◆ Problem statement ◆
The data below is to be set down exactly.

◆ Exercise input ◆
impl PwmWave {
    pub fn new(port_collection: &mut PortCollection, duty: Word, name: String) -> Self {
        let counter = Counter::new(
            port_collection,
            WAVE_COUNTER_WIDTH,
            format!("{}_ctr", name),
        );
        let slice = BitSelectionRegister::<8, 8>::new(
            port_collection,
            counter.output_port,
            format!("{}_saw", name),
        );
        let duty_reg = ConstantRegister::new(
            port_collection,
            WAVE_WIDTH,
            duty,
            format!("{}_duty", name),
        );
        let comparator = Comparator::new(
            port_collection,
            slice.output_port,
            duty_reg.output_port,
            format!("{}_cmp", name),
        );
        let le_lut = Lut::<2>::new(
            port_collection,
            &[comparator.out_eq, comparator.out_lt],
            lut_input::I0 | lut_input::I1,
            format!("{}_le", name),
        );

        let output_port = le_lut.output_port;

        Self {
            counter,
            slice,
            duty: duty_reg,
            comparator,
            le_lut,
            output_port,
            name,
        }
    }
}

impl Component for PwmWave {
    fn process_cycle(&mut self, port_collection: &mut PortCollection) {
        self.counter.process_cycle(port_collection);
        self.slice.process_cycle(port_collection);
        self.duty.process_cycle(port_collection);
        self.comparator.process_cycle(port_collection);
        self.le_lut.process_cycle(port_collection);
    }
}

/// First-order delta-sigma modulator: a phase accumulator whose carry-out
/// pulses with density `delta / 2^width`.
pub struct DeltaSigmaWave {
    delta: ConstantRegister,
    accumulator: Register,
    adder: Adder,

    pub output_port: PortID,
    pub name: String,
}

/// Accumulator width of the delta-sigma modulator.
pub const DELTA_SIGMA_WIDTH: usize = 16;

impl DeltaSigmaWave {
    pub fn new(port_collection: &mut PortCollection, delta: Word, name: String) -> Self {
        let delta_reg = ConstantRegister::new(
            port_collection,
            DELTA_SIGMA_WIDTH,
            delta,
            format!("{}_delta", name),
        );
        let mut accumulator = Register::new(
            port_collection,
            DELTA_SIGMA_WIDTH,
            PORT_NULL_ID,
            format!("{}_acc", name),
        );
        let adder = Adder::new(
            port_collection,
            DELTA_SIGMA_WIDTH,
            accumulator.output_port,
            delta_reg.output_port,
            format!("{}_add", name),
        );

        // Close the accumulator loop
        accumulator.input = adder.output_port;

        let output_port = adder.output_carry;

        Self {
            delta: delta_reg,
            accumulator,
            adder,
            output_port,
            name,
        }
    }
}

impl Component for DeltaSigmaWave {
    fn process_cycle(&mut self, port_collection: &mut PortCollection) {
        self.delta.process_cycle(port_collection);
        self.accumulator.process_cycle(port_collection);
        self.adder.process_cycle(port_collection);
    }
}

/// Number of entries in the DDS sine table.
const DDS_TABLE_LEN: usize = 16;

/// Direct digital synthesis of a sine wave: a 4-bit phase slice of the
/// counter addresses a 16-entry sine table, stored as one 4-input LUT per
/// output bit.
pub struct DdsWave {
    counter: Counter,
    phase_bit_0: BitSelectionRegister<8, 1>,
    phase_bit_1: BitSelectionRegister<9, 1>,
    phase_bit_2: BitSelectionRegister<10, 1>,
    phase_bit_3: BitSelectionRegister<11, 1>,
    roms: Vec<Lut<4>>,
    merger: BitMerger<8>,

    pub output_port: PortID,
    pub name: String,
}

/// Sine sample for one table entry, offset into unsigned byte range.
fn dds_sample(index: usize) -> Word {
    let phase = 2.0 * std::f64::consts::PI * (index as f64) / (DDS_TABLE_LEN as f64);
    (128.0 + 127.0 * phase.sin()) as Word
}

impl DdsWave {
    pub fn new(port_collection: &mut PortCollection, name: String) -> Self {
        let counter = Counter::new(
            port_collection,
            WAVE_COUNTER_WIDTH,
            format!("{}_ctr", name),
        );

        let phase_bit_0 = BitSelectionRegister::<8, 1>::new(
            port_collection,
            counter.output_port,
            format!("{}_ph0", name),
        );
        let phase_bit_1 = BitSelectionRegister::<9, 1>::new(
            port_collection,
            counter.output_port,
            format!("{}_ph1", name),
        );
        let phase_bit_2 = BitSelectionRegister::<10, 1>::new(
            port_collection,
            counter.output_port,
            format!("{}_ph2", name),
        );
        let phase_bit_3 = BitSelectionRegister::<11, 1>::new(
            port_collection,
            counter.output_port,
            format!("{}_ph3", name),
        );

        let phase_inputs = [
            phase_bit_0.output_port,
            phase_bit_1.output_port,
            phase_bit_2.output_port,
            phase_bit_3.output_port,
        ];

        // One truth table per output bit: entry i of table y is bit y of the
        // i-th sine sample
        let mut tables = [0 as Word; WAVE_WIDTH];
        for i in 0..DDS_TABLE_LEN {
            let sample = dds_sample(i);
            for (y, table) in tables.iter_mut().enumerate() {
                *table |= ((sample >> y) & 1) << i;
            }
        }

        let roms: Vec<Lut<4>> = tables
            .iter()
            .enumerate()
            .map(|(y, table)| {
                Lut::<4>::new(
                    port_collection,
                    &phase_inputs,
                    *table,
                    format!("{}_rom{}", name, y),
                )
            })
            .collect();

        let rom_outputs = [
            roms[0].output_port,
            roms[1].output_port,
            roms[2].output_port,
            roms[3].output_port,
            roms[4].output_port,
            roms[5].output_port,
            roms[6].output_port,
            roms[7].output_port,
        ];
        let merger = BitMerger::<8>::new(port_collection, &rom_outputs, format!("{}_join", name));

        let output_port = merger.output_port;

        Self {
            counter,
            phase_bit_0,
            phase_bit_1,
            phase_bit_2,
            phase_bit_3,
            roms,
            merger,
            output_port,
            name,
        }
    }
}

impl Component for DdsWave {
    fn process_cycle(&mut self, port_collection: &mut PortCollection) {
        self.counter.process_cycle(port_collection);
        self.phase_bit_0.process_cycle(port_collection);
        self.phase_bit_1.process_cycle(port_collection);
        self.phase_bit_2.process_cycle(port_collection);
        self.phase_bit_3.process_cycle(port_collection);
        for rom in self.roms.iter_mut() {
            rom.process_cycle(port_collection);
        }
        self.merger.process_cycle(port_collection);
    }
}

◆ Reply to the exercise ◆
impl PwmWave {
    pub fn new(port_collection: &mut PortCollection, duty: Word, name: String) -> Self {
        let counter = Counter::new(
            port_collection,
            WAVE_COUNTER_WIDTH,
            format!("{}_ctr", name),
        );
        let slice = BitSelectionRegister::<8, 8>::new(
            port_collection,
            counter.output_port,
            format!("{}_saw", name),
        );
        let duty_reg = ConstantRegister::new(
            port_collection,
            WAVE_WIDTH,
            duty,
            format!("{}_duty", name),
        );
        let comparator = Comparator::new(
            port_collection,
            slice.output_port,
            duty_reg.output_port,
            format!("{}_cmp", name),
        );
        let le_lut = Lut::<2>::new(
            port_collection,
            &[comparator.out_eq, comparator.out_lt],
            lut_input::I0 | lut_input::I1,
            format!("{}_le", name),
        );

        let output_port = le_lut.output_port;

        Self {
            counter,
            slice,
            duty: duty_reg,
            comparator,
            le_lut,
            output_port,
            name,
        }
    }
}

impl Component for PwmWave {
    fn process_cycle(&mut self, port_collection: &mut PortCollection) {
        self.counter.process_cycle(port_collection);
        self.slice.process_cycle(port_collection);
        self.duty.process_cycle(port_collection);
        self.comparator.process_cycle(port_collection);
        self.le_lut.process_cycle(port_collection);
    }
}

/// First-order delta-sigma modulator: a phase accumulator whose carry-out
/// pulses with density `delta / 2^width`.
pub struct DeltaSigmaWave {
    delta: ConstantRegister,
    accumulator: Register,
    adder: Adder,

    pub output_port: PortID,
    pub name: String,
}

/// Accumulator width of the delta-sigma modulator.
pub const DELTA_SIGMA_WIDTH: usize = 16;

impl DeltaSigmaWave {
    pub fn new(port_collection: &mut PortCollection, delta: Word, name: String) -> Self {
        let delta_reg = ConstantRegister::new(
            port_collection,
            DELTA_SIGMA_WIDTH,
            delta,
            format!("{}_delta", name),
        );
        let mut accumulator = Register::new(
            port_collection,
            DELTA_SIGMA_WIDTH,
            PORT_NULL_ID,
            format!("{}_acc", name),
        );
        let adder = Adder::new(
            port_collection,
            DELTA_SIGMA_WIDTH,
            accumulator.output_port,
            delta_reg.output_port,
            format!("{}_add", name),
        );

        // Close the accumulator loop
        accumulator.input = adder.output_port;

        let output_port = adder.output_carry;

        Self {
            delta: delta_reg,
            accumulator,
            adder,
            output_port,
            name,
        }
    }
}

impl Component for DeltaSigmaWave {
    fn process_cycle(&mut self, port_collection: &mut PortCollection) {
        self.delta.process_cycle(port_collection);
        self.accumulator.process_cycle(port_collection);
        self.adder.process_cycle(port_collection);
    }
}

/// Number of entries in the DDS sine table.
const DDS_TABLE_LEN: usize = 16;

/// Direct digital synthesis of a sine wave: a 4-bit phase slice of the
/// counter addresses a 16-entry sine table, stored as one 4-input LUT per
/// output bit.
pub struct DdsWave {
    counter: Counter,
    phase_bit_0: BitSelectionRegister<8, 1>,
    phase_bit_1: BitSelectionRegister<9, 1>,
    phase_bit_2: BitSelectionRegister<10, 1>,
    phase_bit_3: BitSelectionRegister<11, 1>,
    roms: Vec<Lut<4>>,
    merger: BitMerger<8>,

    pub output_port: PortID,
    pub name: String,
}

/// Sine sample for one table entry, offset into unsigned byte range.
fn dds_sample(index: usize) -> Word {
    let phase = 2.0 * std::f64::consts::PI * (index as f64) / (DDS_TABLE_LEN as f64);
    (128.0 + 127.0 * phase.sin()) as Word
}

impl DdsWave {
    pub fn new(port_collection: &mut PortCollection, name: String) -> Self {
        let counter = Counter::new(
            port_collection,
            WAVE_COUNTER_WIDTH,
            format!("{}_ctr", name),
        );

        let phase_bit_0 = BitSelectionRegister::<8, 1>::new(
            port_collection,
            counter.output_port,
            format!("{}_ph0", name),
        );
        let phase_bit_1 = BitSelectionRegister::<9, 1>::new(
            port_collection,
            counter.output_port,
            format!("{}_ph1", name),
        );
        let phase_bit_2 = BitSelectionRegister::<10, 1>::new(
            port_collection,
            counter.output_port,
            format!("{}_ph2", name),
        );
        let phase_bit_3 = BitSelectionRegister::<11, 1>::new(
            port_collection,
            counter.output_port,
            format!("{}_ph3", name),
        );

        let phase_inputs = [
            phase_bit_0.output_port,
            phase_bit_1.output_port,
            phase_bit_2.output_port,
            phase_bit_3.output_port,
        ];

        // One truth table per output bit: entry i of table y is bit y of the
        // i-th sine sample
        let mut tables = [0 as Word; WAVE_WIDTH];
        for i in 0..DDS_TABLE_LEN {
            let sample = dds_sample(i);
            for (y, table) in tables.iter_mut().enumerate() {
                *table |= ((sample >> y) & 1) << i;
            }
        }

        let roms: Vec<Lut<4>> = tables
            .iter()
            .enumerate()
            .map(|(y, table)| {
                Lut::<4>::new(
                    port_collection,
                    &phase_inputs,
                    *table,
                    format!("{}_rom{}", name, y),
                )
            })
            .collect();

        let rom_outputs = [
            roms[0].output_port,
            roms[1].output_port,
            roms[2].output_port,
            roms[3].output_port,
            roms[4].output_port,
            roms[5].output_port,
            roms[6].output_port,
            roms[7].output_port,
        ];
        let merger = BitMerger::<8>::new(port_collection, &rom_outputs, format!("{}_join", name));

        let output_port = merger.output_port;

        Self {
            counter,
            phase_bit_0,
            phase_bit_1,
            phase_bit_2,
            phase_bit_3,
            roms,
            merger,
            output_port,
            name,
        }
    }
}

impl Component for DdsWave {
    fn process_cycle(&mut self, port_collection: &mut PortCollection) {
        self.counter.process_cycle(port_collection);
        self.phase_bit_0.process_cycle(port_collection);
        self.phase_bit_1.process_cycle(port_collection);
        self.phase_bit_2.process_cycle(port_collection);
        self.phase_bit_3.process_cycle(port_collection);
        for rom in self.roms.iter_mut() {
            rom.process_cycle(port_collection);
        }
        self.merger.process_cycle(port_collection);
    }
}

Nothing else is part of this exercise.